The platform takes the repetitive, time-consuming, doesn't-require-your-expertise work. You keep the stuff that actually needs you.
Getting Started
If you're an MSP looking at this, here's what the onboarding typically looks like:
Week 1: Platform setup. Get your MSP dashboard configured. Understand the interface.
Week 2-3: Pilot clients. Put two or three through the process. Learn the workflow. Identify your own efficiencies.
Week 4+: Scale. Start onboarding more clients. Build it into your service offering. Systematise.
Most MSPs are fully up and running within a month. The platform's designed to be learnable - if I can figure it out, you definitely can.
The Honest Take
Is this approach perfect? No.
Some clients will still need hand-holding. Some situations are too complex for any platform. Some people just want to talk to a human, no matter how good the AI guidance is.
But for the majority of your clients - the straightforward SMEs who just need Cyber Essentials to tick a box and move on - the platform handles 80% of what used to be your job.

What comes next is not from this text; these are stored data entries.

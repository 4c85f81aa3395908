//! Node registry reconciliation and reactive query store.
//!
//! This crate sits between `nodewatch-api` and its consumers (the CLI):
//!
//! - **[`reconcile()`]** folds a raw listing, where one node appears once
//!   per address it was seen at, into one [`NodeRecord`] per public key.
//!   Pure, deterministic and idempotent.
//!
//! - **[`RegistryStore`]** owns the [`NodeQuery`] (page, limit, filters),
//!   runs fetch cycles through a [`NodeFetcher`], and publishes immutable
//!   [`RegistrySnapshot`]s. Every fetch carries a sequence number; a
//!   completion that is no longer the latest issued is dropped.
//!
//! - **[`SnapshotStream`]** is the subscription handle vended by the
//!   store, with `current()` / `latest()` / `changed()` and a `Stream`
//!   adapter.
//!
//! - **[`AutoRefresh`]** re-runs the current query on a fixed period.
//!
//! `nodewatch_api::NodesClient` implements [`NodeFetcher`]; tests plug in
//! scripted fetchers instead.

pub mod config;
pub mod convert;
pub mod error;
pub mod fetcher;
pub mod model;
pub mod reconcile;
pub mod store;
pub mod stream;

// ── Primary re-exports ──────────────────────────────────────────────
pub use config::ClientConfig;
pub use error::CoreError;
pub use fetcher::{NodeFetcher, lookup_node};
pub use reconcile::reconcile;
pub use store::{AutoRefresh, RefreshOutcome, RegistrySnapshot, RegistryStore};
pub use stream::{SnapshotStream, SnapshotWatchStream};

// Backend aggregates pass through unchanged
pub use nodewatch_api::NetworkStats;

pub use model::{
    DEFAULT_PAGE_LIMIT, NodeObservation, NodeQuery, NodeRecord, NodeStatus, NodeTelemetry,
    NodesPage, Pagination, QueryUpdate, SortField, SortOrder,
};
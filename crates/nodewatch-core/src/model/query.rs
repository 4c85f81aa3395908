// ── Query and pagination types ──

use serde::{Deserialize, Serialize};
use strum::{AsRefStr, Display, EnumString};

use super::node::{NodeObservation, NodeStatus};

pub const DEFAULT_PAGE_LIMIT: u32 = 50;

/// Server-side sort key for node listings.
#[derive(
    Debug, Clone, Copy, PartialEq, Eq, Hash, Serialize, Deserialize, Display, EnumString, AsRefStr,
)]
#[serde(rename_all = "lowercase")]
#[strum(serialize_all = "lowercase", ascii_case_insensitive)]
pub enum SortField {
    Storage,
    Uptime,
    Latency,
    Score,
    Credits,
    Performance,
}

#[derive(
    Debug, Clone, Copy, PartialEq, Eq, Hash, Serialize, Deserialize, Display, EnumString, AsRefStr,
)]
#[strum(ascii_case_insensitive)]
pub enum SortOrder {
    #[serde(rename = "asc")]
    #[strum(to_string = "asc", serialize = "ascending")]
    Asc,
    #[serde(rename = "desc")]
    #[strum(to_string = "desc", serialize = "descending")]
    Desc,
}

/// The parameters the registry asks the backend for.
#[derive(Debug, Clone, PartialEq, Eq, Serialize, Deserialize)]
pub struct NodeQuery {
    /// 1-based page number.
    pub page: u32,
    /// Page size, at least 1.
    pub limit: u32,
    pub status: Option<NodeStatus>,
    pub sort: Option<SortField>,
    pub order: Option<SortOrder>,
    pub include_offline: bool,
}

impl Default for NodeQuery {
    fn default() -> Self {
        Self {
            page: 1,
            limit: DEFAULT_PAGE_LIMIT,
            status: None,
            sort: None,
            order: None,
            include_offline: true,
        }
    }
}

impl NodeQuery {
    /// Default query with a different page size.
    pub fn with_limit(limit: u32) -> Self {
        Self {
            limit: limit.max(1),
            ..Self::default()
        }
    }
}

/// A partial change to the filter part of a [`NodeQuery`].
///
/// Outer `None` leaves a field alone; `Some(None)` clears an optional one.
/// Applying an update always moves back to the first page.
#[derive(Debug, Clone, Default, PartialEq, Eq)]
pub struct QueryUpdate {
    pub status: Option<Option<NodeStatus>>,
    pub sort: Option<Option<SortField>>,
    pub order: Option<Option<SortOrder>>,
    pub include_offline: Option<bool>,
    pub limit: Option<u32>,
}

impl QueryUpdate {
    pub fn new() -> Self {
        Self::default()
    }

    pub fn status(mut self, status: impl Into<Option<NodeStatus>>) -> Self {
        self.status = Some(status.into());
        self
    }

    pub fn sort(mut self, sort: impl Into<Option<SortField>>) -> Self {
        self.sort = Some(sort.into());
        self
    }

    pub fn order(mut self, order: impl Into<Option<SortOrder>>) -> Self {
        self.order = Some(order.into());
        self
    }

    pub fn include_offline(mut self, include: bool) -> Self {
        self.include_offline = Some(include);
        self
    }

    pub fn limit(mut self, limit: u32) -> Self {
        self.limit = Some(limit);
        self
    }

    /// Merge into `query` and reset it to page 1.
    pub fn apply_to(self, query: &mut NodeQuery) {
        if let Some(status) = self.status {
            query.status = status;
        }
        if let Some(sort) = self.sort {
            query.sort = sort;
        }
        if let Some(order) = self.order {
            query.order = order;
        }
        if let Some(include) = self.include_offline {
            query.include_offline = include;
        }
        if let Some(limit) = self.limit {
            query.limit = limit.max(1);
        }
        query.page = 1;
    }
}

/// Pagination metadata for the page currently published.
#[derive(Debug, Clone, Copy, PartialEq, Eq, Serialize, Deserialize)]
pub struct Pagination {
    pub total_items: u64,
    pub total_pages: u64,
    pub page: u32,
    pub limit: u32,
}

impl Pagination {
    pub fn has_next(&self) -> bool {
        u64::from(self.page) < self.total_pages
    }

    pub fn has_previous(&self) -> bool {
        self.page > 1
    }
}

/// One page of raw observations returned by a fetcher.
#[derive(Debug, Clone, PartialEq)]
pub struct NodesPage {
    pub nodes: Vec<NodeObservation>,
    pub pagination: Pagination,
}
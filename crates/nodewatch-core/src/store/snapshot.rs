// ── Published registry state ──

use std::sync::Arc;

use chrono::{DateTime, Utc};
use serde::Serialize;

use crate::model::{NodeQuery, NodeRecord, Pagination};

/// An immutable view of the registry, replaced wholesale on every change.
#[derive(Debug, Clone, PartialEq, Serialize)]
pub struct RegistrySnapshot {
    /// A fetch is outstanding.
    pub loading: bool,
    /// Message of the last failed fetch, cleared by the next success.
    pub error: Option<String>,
    /// When a fetch last succeeded.
    pub last_updated: Option<DateTime<Utc>>,
    /// Reconciled records, one per public key.
    pub records: Arc<[NodeRecord]>,
    pub pagination: Option<Pagination>,
    /// The query in effect when this snapshot was published.
    pub query: NodeQuery,
}

impl RegistrySnapshot {
    pub(crate) fn empty(query: NodeQuery) -> Self {
        Self {
            loading: false,
            error: None,
            last_updated: None,
            records: Arc::from(Vec::new()),
            pagination: None,
            query,
        }
    }

    pub fn len(&self) -> usize {
        self.records.len()
    }

    pub fn is_empty(&self) -> bool {
        self.records.is_empty()
    }

    /// Look a record up by public key.
    pub fn find(&self, pubkey: &str) -> Option<&NodeRecord> {
        self.records.iter().find(|r| r.pubkey == pubkey)
    }
}
// ── Periodic refresh ──
//
// Background task that re-runs the current query on a fixed period until
// cancelled.

use std::time::Duration;

use tokio::task::JoinHandle;
use tokio::time::MissedTickBehavior;
use tokio_util::sync::CancellationToken;
use tracing::{debug, warn};

use super::registry::{RefreshOutcome, RegistryStore};
use crate::fetcher::NodeFetcher;

/// Handle to a running auto-refresh task.
#[derive(Debug)]
pub struct AutoRefresh {
    cancel: CancellationToken,
    handle: JoinHandle<()>,
}

impl AutoRefresh {
    /// Cancel the task and wait for it to exit.
    ///
    /// A refresh already in flight is allowed to finish first.
    pub async fn stop(self) {
        self.cancel.cancel();
        let _ = self.handle.await;
    }

    pub fn is_finished(&self) -> bool {
        self.handle.is_finished()
    }
}

impl<F: NodeFetcher> RegistryStore<F> {
    /// Spawn a task calling [`refresh`](Self::refresh) every `period`.
    ///
    /// The first refresh happens one period from now. Returns `None`
    /// without spawning when `period` is zero. Must be called from within
    /// a tokio runtime.
    pub fn spawn_auto_refresh(
        &self,
        period: Duration,
        cancel: CancellationToken,
    ) -> Option<AutoRefresh> {
        if period.is_zero() {
            return None;
        }
        let handle = tokio::spawn(refresh_task(self.clone(), period, cancel.clone()));
        Some(AutoRefresh { cancel, handle })
    }
}

async fn refresh_task<F: NodeFetcher>(
    store: RegistryStore<F>,
    period: Duration,
    cancel: CancellationToken,
) {
    let mut interval = tokio::time::interval(period);
    interval.set_missed_tick_behavior(MissedTickBehavior::Delay);
    interval.tick().await; // consume the immediate first tick

    loop {
        tokio::select! {
            biased;
            () = cancel.cancelled() => break,
            _ = interval.tick() => {
                match store.refresh().await {
                    RefreshOutcome::Published => {}
                    RefreshOutcome::Failed(error) => warn!(%error, "periodic refresh failed"),
                    RefreshOutcome::Superseded => debug!("periodic refresh superseded"),
                }
            }
        }
    }
    debug!("auto-refresh stopped");
}

#[cfg(test)]
#[allow(clippy::unwrap_used)]
mod tests {
    use std::sync::atomic::{AtomicUsize, Ordering};

    use super::*;
    use crate::error::CoreError;
    use crate::model::{NodeQuery, NodesPage, Pagination};

    #[derive(Default)]
    struct CountingFetcher {
        calls: AtomicUsize,
    }

    impl NodeFetcher for CountingFetcher {
        async fn fetch_nodes(&self, query: &NodeQuery) -> Result<NodesPage, CoreError> {
            let n = self.calls.fetch_add(1, Ordering::SeqCst);
            if n % 2 == 1 {
                return Err(CoreError::Transport {
                    message: "connection refused".into(),
                    timed_out: false,
                });
            }
            Ok(NodesPage {
                nodes: Vec::new(),
                pagination: Pagination {
                    total_items: 0,
                    total_pages: 0,
                    page: query.page,
                    limit: query.limit,
                },
            })
        }
    }

    #[tokio::test(start_paused = true)]
    async fn refreshes_every_period_until_stopped() {
        let store = RegistryStore::new(CountingFetcher::default());
        let auto = store
            .spawn_auto_refresh(Duration::from_secs(7), CancellationToken::new())
            .unwrap();

        tokio::time::sleep(Duration::from_millis(6_900)).await;
        assert_eq!(store.fetcher().calls.load(Ordering::SeqCst), 0);

        // Failures on odd cycles do not stop the task.
        tokio::time::sleep(Duration::from_millis(14_500)).await;
        assert_eq!(store.fetcher().calls.load(Ordering::SeqCst), 3);
        assert!(!auto.is_finished());

        auto.stop().await;
        tokio::time::sleep(Duration::from_secs(60)).await;
        assert_eq!(store.fetcher().calls.load(Ordering::SeqCst), 3);
    }

    #[tokio::test]
    async fn zero_period_spawns_nothing() {
        let store = RegistryStore::new(CountingFetcher::default());
        assert!(
            store
                .spawn_auto_refresh(Duration::ZERO, CancellationToken::new())
                .is_none()
        );
    }

    #[tokio::test(start_paused = true)]
    async fn external_cancel_ends_task() {
        let store = RegistryStore::new(CountingFetcher::default());
        let cancel = CancellationToken::new();
        let auto = store
            .spawn_auto_refresh(Duration::from_secs(1), cancel.clone())
            .unwrap();

        cancel.cancel();
        tokio::time::sleep(Duration::from_secs(5)).await;
        assert!(auto.is_finished());
        assert_eq!(store.fetcher().calls.load(Ordering::SeqCst), 0);
    }
}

That 80% is the bit that was burning you out. The repetitive bit. The "I've explained this a hundred times" bit.
Free yourself from that, and you've got time to actually grow your business. Take on more clients. Offer better service. Maybe even take a weekend off occasionally.
The Pitch
Look, I know this reads like a sales pitch. It kind of is. I believe in this platform - I've helped build it, I use it every day, I've seen what it does for MSPs.
But the underlying point isn't "buy our thing." It's "compliance doesn't have to break you."
There are ways to scale this work. Ways to systematise it. Ways to turn a burden into a service line.
If TransCrypt isn't right for you, find something that is. Build your own process. Hire someone. Do something.
Because your clients all need Cyber Essentials, and that's not changing. The only question is whether you drown in it or figure out how to swim.
Fifty clients. One platform. It's possible.
Danny Preece is Head of Technical Sales at Simpson & Sons and an SME Cyber Resilience Consultant with TransCrypt. He spends a lot of time talking to MSPs and has learned that the phrase "compliance burden" makes them visibly twitch.